[ZODB-Dev] HA Setup and zodb index file of FileStorage
Patrick Gerken
do3ccqrv at googlemail.com
Fri Sep 22 04:17:57 EDT 2006
On 9/22/06, Christian Theune <ct at gocept.com> wrote:
> Hi,
>
> Patrick Gerken wrote:
> > Hello,
> >
> > its funny, like Garth in may this year I am looking into making a HA
> > system with ZEO for an ERP5 deployment. In my case I don't need to
> > care for data replication, all is stored on a SAN considered HA by the
> > customer already.
> >
> > So my data.fs and index and all that stuff will already be available
> > on my backup server.
> > The idea is that the backup server will watch the real ZEO, and start
> > all services if the server goes down. It seems quite safe for me to
> > take over the files from the filesystem and restart everything (While
> > writing I realise I should be really really sure the other zeo is
> > down, but well, that is out of scope for this mail).
> >
> > The thing which scared me to hell was the "rumour" that it can happen
> > that the index can get corrupted and then everything has to be indexed
> > again. With a large number of objects, this will be slow, either
> > because of millions of seeks or many many blocks written to memory. So
> > I wanted to look into the FileStorage implementation to see if this
> > could be optimised. But I did not find a single place where killing
> > the server would result in a corrupt index file (Simply assuming that
> > we have journaling filesystems). Also if the index file is not up to
> > date, restarting the zeo server would result in updating the zeo
> > server starting from the latest transaction written to the index. That
> > can take up to 5 minutes (assuming 10000 objects, the distance between
> > writes, multiplied with 20 ms for processing and seeking, rounded up
> > to the next prime.
> >
> > Given that writing a file and renaming a file can be considered
> > atomic, and that no solar winds or similar things can screw up my
> > filesystem, how can I screw up my index file?
>
> One of the last things I remember is that indexes can not be rebuilt
> partially but are rebuilt completely. I had a request on my plate to
> modify the index code to take old indexes into account as well.

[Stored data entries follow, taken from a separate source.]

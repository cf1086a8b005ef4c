//! Aggregation of active modifiers into flat bonuses and multipliers

use std::collections::HashMap;

use crate::attributes::Attribute;
use crate::context::CombatContext;
use crate::modifier::{DamageScope, EffectKind, Modifier, StackingRule};

/// An on-hit or on-crit proc that survived condition filtering, ready for
/// the pricing layers. Damage is per activation; the simulator applies the
/// chance and internal cooldown.
#[derive(Debug, Clone)]
pub struct ProcEffect {
    pub name: String,
    pub damage: f64,
    pub chance: f64,
    pub cooldown: Option<f64>,
    pub on_crit: bool,
}

/// Everything the stacker produces from one pass over a modifier list.
/// Multipliers are total factors (1.0 means no change).
#[derive(Debug, Clone)]
pub struct StackedBonuses {
    pub flat: HashMap<Attribute, f64>,
    pub stat_multipliers: HashMap<Attribute, f64>,
    pub strike_multiplier: f64,
    pub condition_multiplier: f64,
    pub all_multiplier: f64,
    pub incoming_multiplier: f64,
    pub crit_chance_bonus: f64,
    pub crit_damage_bonus: f64,
    pub condition_duration_bonus: f64,
    pub boon_duration_bonus: f64,
    pub outgoing_heal_multiplier: f64,
    pub incoming_heal_multiplier: f64,
    pub procs: Vec<ProcEffect>,
    /// Names of the modifiers that contributed, in input order.
    pub active: Vec<String>,
}

impl Default for StackedBonuses {
    fn default() -> Self {
        StackedBonuses {
            flat: HashMap::new(),
            stat_multipliers: HashMap::new(),
            strike_multiplier: 1.0,
            condition_multiplier: 1.0,
            all_multiplier: 1.0,
            incoming_multiplier: 1.0,
            crit_chance_bonus: 0.0,
            crit_damage_bonus: 0.0,
            condition_duration_bonus: 0.0,
            boon_duration_bonus: 0.0,
            outgoing_heal_multiplier: 1.0,
            incoming_heal_multiplier: 1.0,
            procs: Vec::new(),
            active: Vec::new(),
        }
    }
}

impl StackedBonuses {
    pub fn flat_bonus(&self, attr: Attribute) -> f64 {
        self.flat.get(&attr).copied().unwrap_or(0.0)
    }

    pub fn stat_multiplier(&self, attr: Attribute) -> f64 {
        self.stat_multipliers.get(&attr).copied().unwrap_or(1.0)
    }
}

/// One damage-multiplier lane: a running multiplicative factor plus the
/// additive groups that resolve to one factor each at the end.
#[derive(Debug)]
struct MultiplierLane {
    factor: f64,
    groups: HashMap<String, f64>,
}

impl MultiplierLane {
    fn new() -> Self {
        MultiplierLane {
            factor: 1.0,
            groups: HashMap::new(),
        }
    }

    fn add(&mut self, rule: &StackingRule, value: f64) {
        match rule {
            StackingRule::Multiplicative => self.factor *= 1.0 + value,
            StackingRule::AdditiveGroup(group) => {
                *self.groups.entry(group.clone()).or_insert(0.0) += value;
            }
        }
    }

    fn resolve(self) -> f64 {
        let mut total = self.factor;
        for (_, sum) in self.groups {
            total *= 1.0 + sum;
        }
        total
    }
}

/// Aggregate a modifier list against a context. Only modifiers whose
/// condition evaluates true contribute; stacked modifiers scale their value
/// by stack count. Percent-stat bonuses sum per attribute before becoming a
/// single multiplier; damage multipliers resolve per scope through their
/// stacking rules; incoming damage runs through the same machinery in its
/// own lane.
pub fn stack_modifiers(modifiers: &[Modifier], ctx: &CombatContext) -> StackedBonuses {
    let mut out = StackedBonuses::default();
    let mut percent: HashMap<Attribute, f64> = HashMap::new();
    let mut strike = MultiplierLane::new();
    let mut condition = MultiplierLane::new();
    let mut all = MultiplierLane::new();
    let mut incoming = MultiplierLane::new();

    for m in modifiers {
        if !m.is_active(ctx) {
            continue;
        }
        let value = m.stacked_value();
        match m.kind {
            EffectKind::FlatStat => {
                if let Some(attr) = m.target {
                    *out.flat.entry(attr).or_insert(0.0) += value;
                }
            }
            EffectKind::PercentStat => {
                if let Some(attr) = m.target {
                    *percent.entry(attr).or_insert(0.0) += value;
                }
            }
            EffectKind::DamageMultiplier(scope) => {
                let lane = match scope {
                    DamageScope::Strike => &mut strike,
                    DamageScope::Condition => &mut condition,
                    DamageScope::All => &mut all,
                    DamageScope::Incoming => &mut incoming,
                };
                lane.add(&m.stacking, value);
            }
            EffectKind::ConditionDuration => out.condition_duration_bonus += value,
            EffectKind::BoonDuration => out.boon_duration_bonus += value,
            EffectKind::CritChance => out.crit_chance_bonus += value,
            EffectKind::CritDamage => out.crit_damage_bonus += value,
            EffectKind::OutgoingHealing => out.outgoing_heal_multiplier += value,
            EffectKind::IncomingHealing => out.incoming_heal_multiplier += value,
            EffectKind::OnHitProc | EffectKind::OnCritProc => {
                out.procs.push(ProcEffect {
                    name: m.name.clone(),
                    damage: value,
                    chance: m.proc_chance.unwrap_or(1.0),
                    cooldown: m.cooldown,
                    on_crit: m.kind == EffectKind::OnCritProc,
                });
            }
        }
        out.active.push(m.name.clone());
    }

    for (attr, sum) in percent {
        out.stat_multipliers.insert(attr, 1.0 + sum);
    }
    out.strike_multiplier = strike.resolve();
    out.condition_multiplier = condition.resolve();
    out.all_multiplier = all.resolve();
    out.incoming_multiplier = incoming.resolve();
    out
}

#[cfg(test)]
mod tests {
    use super::*;
    use crate::context::Boon;
    use crate::modifier::Condition;

    #[test]
    fn flat_modifiers_sum_per_attribute() {
        let mods = vec![
            Modifier::flat("steak", "food", Attribute::Power, 100.0),
            Modifier::flat("stone", "utility", Attribute::Power, 60.0),
            Modifier::flat("steak-ferocity", "food", Attribute::Ferocity, 70.0),
        ];
        let bonuses = stack_modifiers(&mods, &CombatContext::new());
        assert_eq!(bonuses.flat_bonus(Attribute::Power), 160.0);
        assert_eq!(bonuses.flat_bonus(Attribute::Ferocity), 70.0);
        assert_eq!(bonuses.flat_bonus(Attribute::Vitality), 0.0);
    }

    #[test]
    fn percent_modifiers_sum_then_multiply() {
        let mods = vec![
            Modifier::percent("a", "trait", Attribute::Vitality, 0.10),
            Modifier::percent("b", "trait", Attribute::Vitality, 0.05),
        ];
        let bonuses = stack_modifiers(&mods, &CombatContext::new());
        assert!((bonuses.stat_multiplier(Attribute::Vitality) - 1.15).abs() < 1e-12);
        assert_eq!(bonuses.stat_multiplier(Attribute::Power), 1.0);
    }

    #[test]
    fn multiplicative_and_additive_groups_resolve_separately() {
        // Two additive 10% bonuses in one group sum to +20% before
        // multiplying; the independent 5% multiplies on its own.
        let mods = vec![
            Modifier::damage("t1", "trait", DamageScope::Strike, 0.10).additive("trait-line"),
            Modifier::damage("t2", "trait", DamageScope::Strike, 0.10).additive("trait-line"),
            Modifier::damage("force", "sigil", DamageScope::Strike, 0.05),
        ];
        let bonuses = stack_modifiers(&mods, &CombatContext::new());
        assert!((bonuses.strike_multiplier - 1.20 * 1.05).abs() < 1e-12);
        assert_eq!(bonuses.condition_multiplier, 1.0);
    }

    #[test]
    fn scopes_do_not_bleed_into_each_other() {
        let mods = vec![
            Modifier::damage("s", "x", DamageScope::Strike, 0.10),
            Modifier::damage("c", "x", DamageScope::Condition, 0.20),
            Modifier::damage("a", "x", DamageScope::All, 0.05),
            Modifier::damage("in", "x", DamageScope::Incoming, -0.10),
        ];
        let bonuses = stack_modifiers(&mods, &CombatContext::new());
        assert!((bonuses.strike_multiplier - 1.10).abs() < 1e-12);
        assert!((bonuses.condition_multiplier - 1.20).abs() < 1e-12);
        assert!((bonuses.all_multiplier - 1.05).abs() < 1e-12);
        assert!((bonuses.incoming_multiplier - 0.90).abs() < 1e-12);
    }

    #[test]
    fn inactive_modifiers_contribute_nothing() {
        let mods = vec![
            Modifier::damage("gated", "trait", DamageScope::Strike, 0.25).with_condition(
                Condition::PlayerHasBoon {
                    boon: Boon::Quickness,
                    min_stacks: 1,
                },
            ),
        ];
        let bonuses = stack_modifiers(&mods, &CombatContext::new());
        assert_eq!(bonuses.strike_multiplier, 1.0);
        assert!(bonuses.active.is_empty());
    }

    #[test]
    fn stacked_modifier_scales_by_stack_count() {
        let mods = vec![
            Modifier::flat("bloodlust", "sigil", Attribute::Power, 10.0).with_stacks(25, 25),
        ];
        let bonuses = stack_modifiers(&mods, &CombatContext::new());
        assert_eq!(bonuses.flat_bonus(Attribute::Power), 250.0);
    }

    #[test]
    fn procs_are_collected_with_their_gating() {
        let mut m = Modifier::new("thief", "relic", EffectKind::OnHitProc, 80.0);
        m = m.with_proc(0.8, Some(1.0));
        let bonuses = stack_modifiers(&[m], &CombatContext::new());
        assert_eq!(bonuses.procs.len(), 1);
        let p = &bonuses.procs[0];
        assert_eq!(p.damage, 80.0);
        assert_eq!(p.chance, 0.8);
        assert_eq!(p.cooldown, Some(1.0));
        assert!(!p.on_crit);
    }

    #[test]
    fn active_names_preserve_input_order() {
        let mods = vec![
            Modifier::damage("first", "x", DamageScope::All, 0.01),
            Modifier::damage("second", "x", DamageScope::All, 0.01),
        ];
        let bonuses = stack_modifiers(&mods, &CombatContext::new());
        assert_eq!(bonuses.active, vec!["first", "second"]);
    }
}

I'm not
> sure if anybody else already did that (but that would be available only
> on trunk anyway)
Even the first checkin of the filestorage makes a
self.read_index(...start = start...)
which updates the index from the oldest tid known to the index.
I can only imagine that the index gets invalidated if the
self._check_sanity() returns 0 thus saying the index is not valid. But
from my reading through the websvn this should not be the case in the
scenarios I can imagine (journaled filesystem, no solar winds....).
Is there a way to reproduce this behaviour easily?